Lo que no esperaba es encontrar dos Egiptos. Uno, el faraónico, el hermano mayor, el de los muertos, majestuoso, apoteósico, espectacular, interminable; agotaré los adjetivos, pero no las maravillas egipcias, porque aún aguardan tesoros bajo la arena del desierto esperando ser desenterrados. Los descubrimientos venideros nos fascinarán y también a las siguientes generaciones.
Pero hay otro Egipto, el hermano menor, el de los vivos, polvoriento, caótico, ruidoso, agotador, inclemente. El país vive volcado en el turismo egiptológico como no podía ser de otro modo; todos los esfuerzos, ingresos, investigaciones, recursos técnicos y humanos son pocos para salvaguardar templos, pirámides y tumbas; para facilitar que arqueólogos, antropólogos, historiadores, químicos o forenses estudien, daten, clasifiquen y ordenen su inmenso patrimonio faraónico, y para que equipos de todo el mundo sigan excavando en la arena.
El país entero vive por y para el turismo, así lo viven también los desfavorecidos, que son la mayoría, malviviendo en unas condiciones durísimas sin cuestionarse por qué no se benefician ellos de una mínima parte, ¡qué grande sería!, del dinero que millones de turistas ingresan a diario en las arcas del estado.

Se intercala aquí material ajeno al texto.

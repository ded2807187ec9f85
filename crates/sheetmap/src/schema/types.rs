//! Built-in value types and their converters.
//!
//! Converters accept either a value already typed by the cell decoder or,
//! defensively, a string form. Spreadsheet editors auto-convert typed input
//! (a column of numbers entered into text cells, or numbers stored as text),
//! so the string coercions are load-bearing, not a convenience. Each string
//! coercion is guarded by a round-trip stringification check so that
//! ambiguous input is rejected instead of silently reinterpreted.

use std::fmt;
use std::sync::Arc;

use once_cell::sync::Lazy;
use regex::Regex;

use sheetmap_core::{serial_to_datetime, CellValue};

use crate::schema::value::Value;

/// Machine-readable reason codes attached to `invalid` conversion errors.
pub mod reason {
    pub const NOT_A_STRING: &str = "not_a_string";
    pub const NOT_A_NUMBER: &str = "not_a_number";
    pub const INVALID_NUMBER: &str = "invalid_number";
    pub const OUT_OF_BOUNDS: &str = "out_of_bounds";
    pub const NOT_AN_INTEGER: &str = "not_an_integer";
    pub const NOT_A_BOOLEAN: &str = "not_a_boolean";
    pub const NOT_A_DATE: &str = "not_a_date";
    pub const NOT_A_URL: &str = "not_a_url";
    pub const NOT_AN_EMAIL: &str = "not_an_email";
    pub const UNKNOWN: &str = "unknown";
}

/// A conversion failure: the error kind plus an optional finer-grained reason.
#[derive(Debug, Clone, PartialEq, Eq)]
pub struct ParseError {
    /// `"invalid"` for built-in converters; custom parsers may use any message
    pub message: String,
    pub reason: Option<String>,
}

impl ParseError {
    pub fn new(message: impl Into<String>) -> Self {
        Self {
            message: message.into(),
            reason: None,
        }
    }

    pub fn with_reason(message: impl Into<String>, reason: impl Into<String>) -> Self {
        Self {
            message: message.into(),
            reason: Some(reason.into()),
        }
    }

    fn invalid(reason: &'static str) -> Self {
        Self::with_reason("invalid", reason)
    }
}

impl fmt::Display for ParseError {
    fn fmt(&self, f: &mut fmt::Formatter<'_>) -> fmt::Result {
        match &self.reason {
            Some(reason) => write!(f, "{} ({})", self.message, reason),
            None => write!(f, "{}", self.message),
        }
    }
}

/// A caller-supplied converter.
///
/// Returning `Ok(None)` means "no value" without being an error; the property
/// is then treated the same as an empty cell.
pub type CustomParser =
    Arc<dyn Fn(&CellValue) -> Result<Option<Value>, ParseError> + Send + Sync>;

/// The declared type of a schema property.
#[derive(Clone)]
pub enum ValueType {
    Text,
    Number,
    /// A number required to have no fractional part
    Integer,
    Boolean,
    Date,
    Url,
    Email,
    Custom(CustomParser),
}

impl ValueType {
    pub fn name(&self) -> &'static str {
        match self {
            ValueType::Text => "Text",
            ValueType::Number => "Number",
            ValueType::Integer => "Integer",
            ValueType::Boolean => "Boolean",
            ValueType::Date => "Date",
            ValueType::Url => "URL",
            ValueType::Email => "Email",
            ValueType::Custom(_) => "Custom",
        }
    }
}

impl fmt::Debug for ValueType {
    fn fmt(&self, f: &mut fmt::Formatter<'_>) -> fmt::Result {
        f.write_str(self.name())
    }
}

impl fmt::Display for ValueType {
    fn fmt(&self, f: &mut fmt::Formatter<'_>) -> fmt::Result {
        f.write_str(self.name())
    }
}

impl PartialEq for ValueType {
    fn eq(&self, other: &Self) -> bool {
        match (self, other) {
            (ValueType::Custom(a), ValueType::Custom(b)) => Arc::ptr_eq(a, b),
            _ => std::mem::discriminant(self) == std::mem::discriminant(other),
        }
    }
}

/// Context threaded into converters that need workbook properties.
#[derive(Debug, Clone, Copy, Default)]
pub struct ConvertContext {
    pub epoch1904: bool,
}

// https://stackoverflow.com/questions/8667070/javascript-regular-expression-to-validate-url
// Accepts an optional http(s)/ftp scheme, then either a non-local IPv4
// address or an alphanumeric domain with a mandatory zone, then an optional
// port and an optional path/query/fragment tail.
static URL_PATTERN: Lazy<Regex> = Lazy::new(|| {
    Regex::new(
        r"(?i)^(?:(?:(?:https?|ftp):)?//)(?:(?:[1-9]\d?|1\d\d|2[01]\d|22[0-3])(?:\.(?:1?\d{1,2}|2[0-4]\d|25[0-5])){2}(?:\.(?:[1-9]\d?|1\d\d|2[0-4]\d|25[0-4]))|(?:(?:[a-z0-9\u{00a1}-\u{ffff}][a-z0-9\u{00a1}-\u{ffff}_-]{0,62})?[a-z0-9\u{00a1}-\u{ffff}]\.)*(?:[a-z\u{00a1}-\u{ffff}]{2,}))(?::\d{2,5})?(?:[/?#]\S*)?$",
    )
    .unwrap()
});

static EMAIL_PATTERN: Lazy<Regex> =
    Lazy::new(|| Regex::new(r"(?i)^[A-Z0-9._%+-]+@[A-Z0-9.-]+\.[A-Z]{2,}$").unwrap());

/// Run one cell value through a declared type.
pub(crate) fn convert(
    cell: &CellValue,
    value_type: &ValueType,
    ctx: &ConvertContext,
) -> Result<Option<Value>, ParseError> {
    match value_type {
        ValueType::Text => convert_text(cell).map(Some),
        ValueType::Number => convert_number(cell).map(|n| Some(Value::Number(n))),
        ValueType::Integer => convert_integer(cell).map(Some),
        ValueType::Boolean => convert_boolean(cell).map(|b| Some(Value::Bool(b))),
        ValueType::Date => convert_date(cell, ctx).map(Some),
        ValueType::Url => convert_pattern(cell, &URL_PATTERN, reason::NOT_A_URL).map(Some),
        ValueType::Email => convert_pattern(cell, &EMAIL_PATTERN, reason::NOT_AN_EMAIL).map(Some),
        ValueType::Custom(parse) => parse(cell),
    }
}

fn convert_text(cell: &CellValue) -> Result<Value, ParseError> {
    match cell {
        CellValue::Text(s) => Ok(Value::Text(s.clone())),
        // Reverse the editor's forced string-to-number auto-conversion.
        CellValue::Number(n) => {
            check_finite(*n)?;
            Ok(Value::Text(n.to_string()))
        }
        _ => Err(ParseError::invalid(reason::NOT_A_STRING)),
    }
}

fn convert_number(cell: &CellValue) -> Result<f64, ParseError> {
    let n = match cell {
        CellValue::Number(n) => *n,
        CellValue::Text(s) => parse_number_round_trip(s)?,
        _ => return Err(ParseError::invalid(reason::NOT_A_NUMBER)),
    };
    if n.is_nan() {
        return Err(ParseError::invalid(reason::INVALID_NUMBER));
    }
    check_finite(n)?;
    Ok(n)
}

fn convert_integer(cell: &CellValue) -> Result<Value, ParseError> {
    let n = convert_number(cell)?;
    if n.fract() != 0.0 {
        return Err(ParseError::invalid(reason::NOT_AN_INTEGER));
    }
    if n < i64::MIN as f64 || n > i64::MAX as f64 {
        return Err(ParseError::invalid(reason::OUT_OF_BOUNDS));
    }
    Ok(Value::Int(n as i64))
}

fn convert_boolean(cell: &CellValue) -> Result<bool, ParseError> {
    match cell {
        CellValue::Bool(b) => Ok(*b),
        CellValue::Text(s) => match s.as_str() {
            "1" | "true" => Ok(true),
            "0" | "false" => Ok(false),
            _ => Err(ParseError::invalid(reason::NOT_A_BOOLEAN)),
        },
        _ => Err(ParseError::invalid(reason::NOT_A_BOOLEAN)),
    }
}

fn convert_date(cell: &CellValue, ctx: &ConvertContext) -> Result<Value, ParseError> {
    let serial = match cell {
        CellValue::DateTime(dt) => return Ok(Value::DateTime(*dt)),
        CellValue::Number(n) => *n,
        // A date column whose cells the editor stored as text: accept a
        // clean numeric string as a day-serial.
        CellValue::Text(s) => {
            parse_number_round_trip(s).map_err(|_| ParseError::invalid(reason::NOT_A_DATE))?
        }
        _ => return Err(ParseError::invalid(reason::NOT_A_DATE)),
    };
    if serial.is_nan() {
        return Err(ParseError::invalid(reason::INVALID_NUMBER));
    }
    check_finite(serial)?;
    match serial_to_datetime(serial, ctx.epoch1904) {
        Some(dt) => Ok(Value::DateTime(dt)),
        None => Err(ParseError::invalid(reason::OUT_OF_BOUNDS)),
    }
}

fn convert_pattern(
    cell: &CellValue,
    pattern: &Regex,
    fail_reason: &'static str,
) -> Result<Value, ParseError> {
    match cell {
        CellValue::Text(s) if pattern.is_match(s) => Ok(Value::Text(s.clone())),
        _ => Err(ParseError::invalid(fail_reason)),
    }
}

/// Parse a string as a number, rejecting any string that does not stringify
/// back to itself. This keeps "1.20" or "1e3" from being silently accepted
/// as numbers the user never typed.
fn parse_number_round_trip(s: &str) -> Result<f64, ParseError> {
    let n: f64 = s
        .parse()
        .map_err(|_| ParseError::invalid(reason::NOT_A_NUMBER))?;
    if n.to_string() != s {
        return Err(ParseError::invalid(reason::NOT_A_NUMBER));
    }
    Ok(n)
}

fn check_finite(n: f64) -> Result<(), ParseError> {
    if n.is_infinite() {
        return Err(ParseError::invalid(reason::OUT_OF_BOUNDS));
    }
    Ok(())
}

#[cfg(test)]
mod tests {
    use super::*;
    use chrono::NaiveDate;
    use pretty_assertions::assert_eq;

    fn ctx() -> ConvertContext {
        ConvertContext::default()
    }

    fn invalid(code: &str) -> ParseError {
        ParseError::with_reason("invalid", code)
    }

    #[test]
    fn test_text_passthrough_and_number_reversal() {
        assert_eq!(
            convert(&CellValue::Text("abc".into()), &ValueType::Text, &ctx()),
            Ok(Some(Value::Text("abc".into())))
        );
        assert_eq!(
            convert(&CellValue::Number(123.0), &ValueType::Text, &ctx()),
            Ok(Some(Value::Text("123".into())))
        );
        assert_eq!(
            convert(&CellValue::Number(1.5), &ValueType::Text, &ctx()),
            Ok(Some(Value::Text("1.5".into())))
        );
        assert_eq!(
            convert(&CellValue::Bool(true), &ValueType::Text, &ctx()),
            Err(invalid(reason::NOT_A_STRING))
        );
    }

    #[test]
    fn test_number_accepts_round_trip_strings_only() {
        assert_eq!(
            convert(&CellValue::Text("123".into()), &ValueType::Number, &ctx()),
            Ok(Some(Value::Number(123.0)))
        );
        assert_eq!(
            convert(&CellValue::Text("1.5".into()), &ValueType::Number, &ctx()),
            Ok(Some(Value::Number(1.5)))
        );
        // "1.20" parses but stringifies back to "1.2"; ambiguous input.
        assert_eq!(
            convert(&CellValue::Text("1.20".into()), &ValueType::Number, &ctx()),
            Err(invalid(reason::NOT_A_NUMBER))
        );
        assert_eq!(
            convert(&CellValue::Text("123abc".into()), &ValueType::Number, &ctx()),
            Err(invalid(reason::NOT_A_NUMBER))
        );
        assert_eq!(
            convert(&CellValue::Number(f64::INFINITY), &ValueType::Number, &ctx()),
            Err(invalid(reason::OUT_OF_BOUNDS))
        );
    }

    #[test]
    fn test_integer() {
        assert_eq!(
            convert(&CellValue::Text("1".into()), &ValueType::Integer, &ctx()),
            Ok(Some(Value::Int(1)))
        );
        assert_eq!(
            convert(&CellValue::Number(42.0), &ValueType::Integer, &ctx()),
            Ok(Some(Value::Int(42)))
        );
        assert_eq!(
            convert(&CellValue::Text("1.2".into()), &ValueType::Integer, &ctx()),
            Err(invalid(reason::NOT_AN_INTEGER))
        );
        assert_eq!(
            convert(&CellValue::Number(1.5), &ValueType::Integer, &ctx()),
            Err(invalid(reason::NOT_AN_INTEGER))
        );
    }

    #[test]
    fn test_boolean() {
        assert_eq!(
            convert(&CellValue::Bool(true), &ValueType::Boolean, &ctx()),
            Ok(Some(Value::Bool(true)))
        );
        assert_eq!(
            convert(&CellValue::Text("1".into()), &ValueType::Boolean, &ctx()),
            Ok(Some(Value::Bool(true)))
        );
        assert_eq!(
            convert(&CellValue::Text("false".into()), &ValueType::Boolean, &ctx()),
            Ok(Some(Value::Bool(false)))
        );
        assert_eq!(
            convert(&CellValue::Text("yes".into()), &ValueType::Boolean, &ctx()),
            Err(invalid(reason::NOT_A_BOOLEAN))
        );
        assert_eq!(
            convert(&CellValue::Number(1.0), &ValueType::Boolean, &ctx()),
            Err(invalid(reason::NOT_A_BOOLEAN))
        );
    }

    #[test]
    fn test_date_from_serial_and_string() {
        let expected = NaiveDate::from_ymd_opt(2018, 3, 24)
            .unwrap()
            .and_hms_opt(0, 0, 0)
            .unwrap();
        assert_eq!(
            convert(&CellValue::Number(43183.0), &ValueType::Date, &ctx()),
            Ok(Some(Value::DateTime(expected)))
        );
        assert_eq!(
            convert(&CellValue::Text("43183".into()), &ValueType::Date, &ctx()),
            Ok(Some(Value::DateTime(expected)))
        );
        assert_eq!(
            convert(&CellValue::DateTime(expected), &ValueType::Date, &ctx()),
            Ok(Some(Value::DateTime(expected)))
        );
        assert_eq!(
            convert(&CellValue::Text("tomorrow".into()), &ValueType::Date, &ctx()),
            Err(invalid(reason::NOT_A_DATE))
        );
        assert_eq!(
            convert(&CellValue::Bool(true), &ValueType::Date, &ctx()),
            Err(invalid(reason::NOT_A_DATE))
        );
    }

    #[test]
    fn test_url() {
        for url in [
            "https://kremlin.ru",
            "http://example.com/path?query=1#hash",
            "//example.com",
            "ftp://files.example.com:2121/pub",
            "https://192.168.1.1/admin",
        ] {
            assert_eq!(
                convert(&CellValue::Text(url.into()), &ValueType::Url, &ctx()),
                Ok(Some(Value::Text(url.into()))),
                "{}",
                url
            );
        }
        for not_url in ["kremlin.ru", "not a url", "http://"] {
            assert_eq!(
                convert(&CellValue::Text(not_url.into()), &ValueType::Url, &ctx()),
                Err(invalid(reason::NOT_A_URL)),
                "{}",
                not_url
            );
        }
    }

    #[test]
    fn test_email() {
        assert_eq!(
            convert(
                &CellValue::Text("vladimir.putin@kremlin.ru".into()),
                &ValueType::Email,
                &ctx()
            ),
            Ok(Some(Value::Text("vladimir.putin@kremlin.ru".into())))
        );
        assert_eq!(
            convert(&CellValue::Text("123".into()), &ValueType::Email, &ctx()),
            Err(invalid(reason::NOT_AN_EMAIL))
        );
        assert_eq!(
            convert(&CellValue::Number(123.0), &ValueType::Email, &ctx()),
            Err(invalid(reason::NOT_AN_EMAIL))
        );
    }

    #[test]
    fn test_custom_parser() {
        let parse: CustomParser = Arc::new(|cell| match cell {
            CellValue::Text(s) if s.starts_with('(') => Ok(Some(Value::Text(s.clone()))),
            CellValue::Empty => Ok(None),
            _ => Err(ParseError::new("not a phone number")),
        });
        let value_type = ValueType::Custom(parse);

        assert_eq!(
            convert(
                &CellValue::Text("(123) 456-7890".into()),
                &value_type,
                &ctx()
            ),
            Ok(Some(Value::Text("(123) 456-7890".into())))
        );
        assert_eq!(convert(&CellValue::Empty, &value_type, &ctx()), Ok(None));
        assert_eq!(
            convert(&CellValue::Number(5.0), &value_type, &ctx()),
            Err(ParseError::new("not a phone number"))
        );
    }
}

En El Cairo tuve la oportunidad de visitar el Museo de la Civilización, adonde fueron trasladadas las momias de veintidós faraones en una fastuosa y costosa ceremonia retransmitida al mundo entero. Las momias descansan ahora en una zona especial del impresionante edificio protegidas de la luz y de la temperatura exterior, salas contiguas y de recorrido unidireccional, escoltadas por personal de seguridad que impediría cualquier daño, ataque o inoportuna fotografía. Afuera, nadie puede protegerse de las abrasadoras temperaturas, nadie protege a sus niños, que corren descalzos detrás de los extranjeros al grito de «solo mirar, no agobiar», en un perfecto español, por calles que nunca duermen, armados con marcapáginas, escarabajos, figuritas de alabastro, túnicas o bolsos.
Al regreso de Alejandría entramos en Zayed, lujosa ciudad a cuarenta kilómetros de El Cairo, que cuenta con institutos médicos, centros comerciales, universidades privadas y servicios de entretenimiento. El dinero se ve, se huele, se palpa en el ambiente. Fuimos caminando por una céntrica calle de baldosas de mármol blancas y negras, impolutas, no se resienten del incesante ir y venir porque un ejército de limpiadores se afana para que su brillo no se apague. Brutal contraste con las calles de sus ciudades, cuyas aceras y arcenes parecen vertederos, y con sus autopistas de cuatro y cinco carriles flanqueadas por cunetas que recogen toda la basura del país. ¡Bonito contraste!
Mención aparte es el Nilo, fértil, acogedor, abundante, cambiante, pero el río merece una columna entera.